DATASET ENTRIES.
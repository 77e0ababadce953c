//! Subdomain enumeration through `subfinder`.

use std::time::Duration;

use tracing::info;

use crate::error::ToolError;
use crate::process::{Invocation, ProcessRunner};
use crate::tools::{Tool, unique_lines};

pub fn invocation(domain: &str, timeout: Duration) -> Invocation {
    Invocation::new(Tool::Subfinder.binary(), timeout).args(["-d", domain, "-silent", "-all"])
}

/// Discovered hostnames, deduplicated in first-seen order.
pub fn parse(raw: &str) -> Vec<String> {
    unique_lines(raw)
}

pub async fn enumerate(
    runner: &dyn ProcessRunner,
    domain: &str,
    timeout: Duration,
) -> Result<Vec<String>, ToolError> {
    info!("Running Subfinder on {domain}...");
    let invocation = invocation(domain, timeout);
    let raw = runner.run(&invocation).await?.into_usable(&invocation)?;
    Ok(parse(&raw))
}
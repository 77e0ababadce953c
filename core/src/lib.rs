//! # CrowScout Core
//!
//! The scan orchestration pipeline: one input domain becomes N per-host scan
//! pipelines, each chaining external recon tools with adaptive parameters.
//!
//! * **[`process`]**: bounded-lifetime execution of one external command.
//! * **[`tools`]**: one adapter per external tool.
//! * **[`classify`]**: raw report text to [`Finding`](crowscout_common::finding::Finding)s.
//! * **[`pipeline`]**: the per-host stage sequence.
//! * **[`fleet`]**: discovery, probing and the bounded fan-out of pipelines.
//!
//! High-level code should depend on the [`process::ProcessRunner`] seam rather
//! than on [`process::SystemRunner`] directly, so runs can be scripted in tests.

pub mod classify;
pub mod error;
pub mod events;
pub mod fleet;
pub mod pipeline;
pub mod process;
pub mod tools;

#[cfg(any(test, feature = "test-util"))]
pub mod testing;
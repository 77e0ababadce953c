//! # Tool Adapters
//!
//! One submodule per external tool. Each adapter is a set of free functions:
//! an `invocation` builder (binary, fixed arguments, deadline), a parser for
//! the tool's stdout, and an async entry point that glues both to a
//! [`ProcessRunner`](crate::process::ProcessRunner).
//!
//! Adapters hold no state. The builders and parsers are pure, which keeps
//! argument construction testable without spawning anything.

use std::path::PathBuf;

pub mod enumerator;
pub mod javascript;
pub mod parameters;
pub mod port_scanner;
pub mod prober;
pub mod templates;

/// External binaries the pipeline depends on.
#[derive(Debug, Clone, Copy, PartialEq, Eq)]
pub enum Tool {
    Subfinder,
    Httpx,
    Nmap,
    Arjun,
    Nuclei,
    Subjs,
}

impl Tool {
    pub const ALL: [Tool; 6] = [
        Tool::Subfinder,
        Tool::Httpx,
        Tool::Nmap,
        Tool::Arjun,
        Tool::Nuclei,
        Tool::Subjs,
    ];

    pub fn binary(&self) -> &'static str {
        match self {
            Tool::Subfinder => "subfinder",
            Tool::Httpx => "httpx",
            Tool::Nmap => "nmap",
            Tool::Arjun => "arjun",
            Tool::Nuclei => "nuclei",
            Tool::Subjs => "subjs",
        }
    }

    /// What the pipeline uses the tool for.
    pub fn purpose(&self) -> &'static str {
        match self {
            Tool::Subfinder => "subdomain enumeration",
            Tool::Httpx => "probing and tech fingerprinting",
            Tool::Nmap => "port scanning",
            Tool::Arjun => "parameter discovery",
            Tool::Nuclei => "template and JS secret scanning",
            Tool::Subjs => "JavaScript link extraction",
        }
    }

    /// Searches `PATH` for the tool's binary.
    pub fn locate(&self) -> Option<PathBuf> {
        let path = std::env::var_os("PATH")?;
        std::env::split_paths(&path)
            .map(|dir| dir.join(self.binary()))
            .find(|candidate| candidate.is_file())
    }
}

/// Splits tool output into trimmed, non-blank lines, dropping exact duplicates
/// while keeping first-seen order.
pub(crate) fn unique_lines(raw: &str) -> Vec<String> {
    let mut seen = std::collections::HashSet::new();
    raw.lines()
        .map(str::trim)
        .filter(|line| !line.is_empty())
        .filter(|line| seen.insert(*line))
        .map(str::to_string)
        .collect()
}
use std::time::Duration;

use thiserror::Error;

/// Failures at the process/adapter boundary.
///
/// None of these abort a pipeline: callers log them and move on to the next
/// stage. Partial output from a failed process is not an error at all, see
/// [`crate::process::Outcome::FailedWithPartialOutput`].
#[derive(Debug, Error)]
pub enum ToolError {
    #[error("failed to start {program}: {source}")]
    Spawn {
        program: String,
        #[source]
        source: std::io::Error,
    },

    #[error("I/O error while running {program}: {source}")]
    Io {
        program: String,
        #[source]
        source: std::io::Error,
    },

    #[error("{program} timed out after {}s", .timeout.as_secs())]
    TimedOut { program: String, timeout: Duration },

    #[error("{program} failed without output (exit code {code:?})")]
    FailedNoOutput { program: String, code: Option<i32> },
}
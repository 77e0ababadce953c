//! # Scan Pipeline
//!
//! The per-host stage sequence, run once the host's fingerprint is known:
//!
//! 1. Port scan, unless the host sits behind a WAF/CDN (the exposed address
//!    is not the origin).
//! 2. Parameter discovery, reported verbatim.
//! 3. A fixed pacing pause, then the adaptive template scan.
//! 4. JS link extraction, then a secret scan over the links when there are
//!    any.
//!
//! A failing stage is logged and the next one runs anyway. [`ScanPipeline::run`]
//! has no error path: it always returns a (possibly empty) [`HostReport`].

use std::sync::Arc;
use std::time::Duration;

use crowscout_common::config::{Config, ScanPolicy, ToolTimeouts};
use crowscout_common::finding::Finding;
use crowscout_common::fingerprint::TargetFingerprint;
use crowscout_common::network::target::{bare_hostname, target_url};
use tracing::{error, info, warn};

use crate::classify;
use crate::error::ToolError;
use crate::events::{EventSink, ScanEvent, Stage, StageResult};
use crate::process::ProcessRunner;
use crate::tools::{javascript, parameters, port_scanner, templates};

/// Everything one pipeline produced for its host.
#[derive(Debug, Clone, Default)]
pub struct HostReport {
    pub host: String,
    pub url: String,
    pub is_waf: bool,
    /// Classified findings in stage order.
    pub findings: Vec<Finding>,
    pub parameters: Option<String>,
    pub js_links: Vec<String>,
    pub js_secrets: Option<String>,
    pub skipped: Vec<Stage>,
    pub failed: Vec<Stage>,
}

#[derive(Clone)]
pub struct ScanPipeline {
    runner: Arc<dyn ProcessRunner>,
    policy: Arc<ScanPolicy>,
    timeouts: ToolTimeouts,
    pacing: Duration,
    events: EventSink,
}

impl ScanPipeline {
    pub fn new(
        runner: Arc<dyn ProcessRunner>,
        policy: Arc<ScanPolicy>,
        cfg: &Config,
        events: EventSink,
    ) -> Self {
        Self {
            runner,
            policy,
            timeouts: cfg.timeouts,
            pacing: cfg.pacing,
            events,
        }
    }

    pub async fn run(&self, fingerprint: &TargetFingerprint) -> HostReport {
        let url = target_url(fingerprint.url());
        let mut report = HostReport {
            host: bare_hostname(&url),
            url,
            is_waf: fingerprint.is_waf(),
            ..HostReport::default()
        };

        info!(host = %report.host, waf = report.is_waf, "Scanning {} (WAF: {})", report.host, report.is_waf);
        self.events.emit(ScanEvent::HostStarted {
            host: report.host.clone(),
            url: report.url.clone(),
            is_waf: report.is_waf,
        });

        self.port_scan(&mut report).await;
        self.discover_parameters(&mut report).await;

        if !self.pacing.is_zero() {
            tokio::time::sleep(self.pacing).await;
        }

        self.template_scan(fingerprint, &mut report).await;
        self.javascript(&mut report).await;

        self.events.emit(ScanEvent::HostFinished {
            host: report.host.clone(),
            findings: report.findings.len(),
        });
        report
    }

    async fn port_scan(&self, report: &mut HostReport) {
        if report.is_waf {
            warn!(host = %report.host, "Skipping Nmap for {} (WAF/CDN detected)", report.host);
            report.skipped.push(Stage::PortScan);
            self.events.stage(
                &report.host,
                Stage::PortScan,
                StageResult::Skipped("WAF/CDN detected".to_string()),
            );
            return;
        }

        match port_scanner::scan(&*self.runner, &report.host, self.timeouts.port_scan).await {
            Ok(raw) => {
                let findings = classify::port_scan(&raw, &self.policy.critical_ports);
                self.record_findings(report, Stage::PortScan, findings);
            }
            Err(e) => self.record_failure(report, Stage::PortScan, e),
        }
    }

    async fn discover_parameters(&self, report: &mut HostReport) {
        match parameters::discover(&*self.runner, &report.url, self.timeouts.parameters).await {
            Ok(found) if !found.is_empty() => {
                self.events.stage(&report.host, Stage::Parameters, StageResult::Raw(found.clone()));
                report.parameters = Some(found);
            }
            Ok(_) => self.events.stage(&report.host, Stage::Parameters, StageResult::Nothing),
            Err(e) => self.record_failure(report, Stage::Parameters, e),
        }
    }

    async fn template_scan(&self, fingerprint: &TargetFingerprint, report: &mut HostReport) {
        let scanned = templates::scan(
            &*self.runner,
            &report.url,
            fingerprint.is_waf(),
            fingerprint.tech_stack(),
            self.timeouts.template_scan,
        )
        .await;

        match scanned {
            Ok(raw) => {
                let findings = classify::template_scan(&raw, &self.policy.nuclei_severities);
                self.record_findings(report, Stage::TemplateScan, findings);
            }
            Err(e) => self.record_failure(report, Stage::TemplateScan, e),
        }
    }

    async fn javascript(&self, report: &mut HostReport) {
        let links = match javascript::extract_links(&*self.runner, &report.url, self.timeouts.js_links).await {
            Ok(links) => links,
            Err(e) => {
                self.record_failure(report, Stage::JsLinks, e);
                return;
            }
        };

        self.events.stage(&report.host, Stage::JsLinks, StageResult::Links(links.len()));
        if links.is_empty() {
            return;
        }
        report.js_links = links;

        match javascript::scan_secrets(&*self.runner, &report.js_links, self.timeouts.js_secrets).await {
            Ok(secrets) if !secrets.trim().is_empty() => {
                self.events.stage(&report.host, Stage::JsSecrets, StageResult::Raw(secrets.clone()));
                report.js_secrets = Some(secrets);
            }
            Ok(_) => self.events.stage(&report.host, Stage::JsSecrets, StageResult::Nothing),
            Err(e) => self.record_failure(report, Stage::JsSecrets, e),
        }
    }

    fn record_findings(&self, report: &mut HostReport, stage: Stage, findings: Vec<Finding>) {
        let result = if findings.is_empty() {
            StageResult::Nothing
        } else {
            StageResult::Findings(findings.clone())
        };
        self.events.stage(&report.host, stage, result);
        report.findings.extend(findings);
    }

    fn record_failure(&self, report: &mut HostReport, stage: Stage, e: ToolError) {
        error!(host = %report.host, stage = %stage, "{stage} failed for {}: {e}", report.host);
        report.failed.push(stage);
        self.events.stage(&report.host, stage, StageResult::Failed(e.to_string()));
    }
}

WORK ITEM. Everything from the first line of the records through the line holding "let invocation = invocation(domain, timeout);" is to be transcribed exactly; leave out all other lines.

ANSWER BOX.
repository 77e0ababadce953c
//! Subdomain enumeration through `subfinder`.

use std::time::Duration;

use tracing::info;

use crate::error::ToolError;
use crate::process::{Invocation, ProcessRunner};
use crate::tools::{Tool, unique_lines};

pub fn invocation(domain: &str, timeout: Duration) -> Invocation {
    Invocation::new(Tool::Subfinder.binary(), timeout).args(["-d", domain, "-silent", "-all"])
}

/// Discovered hostnames, deduplicated in first-seen order.
pub fn parse(raw: &str) -> Vec<String> {
    unique_lines(raw)
}

pub async fn enumerate(
    runner: &dyn ProcessRunner,
    domain: &str,
    timeout: Duration,
) -> Result<Vec<String>, ToolError> {
    info!("Running Subfinder on {domain}...");
    let invocation = invocation(domain, timeout);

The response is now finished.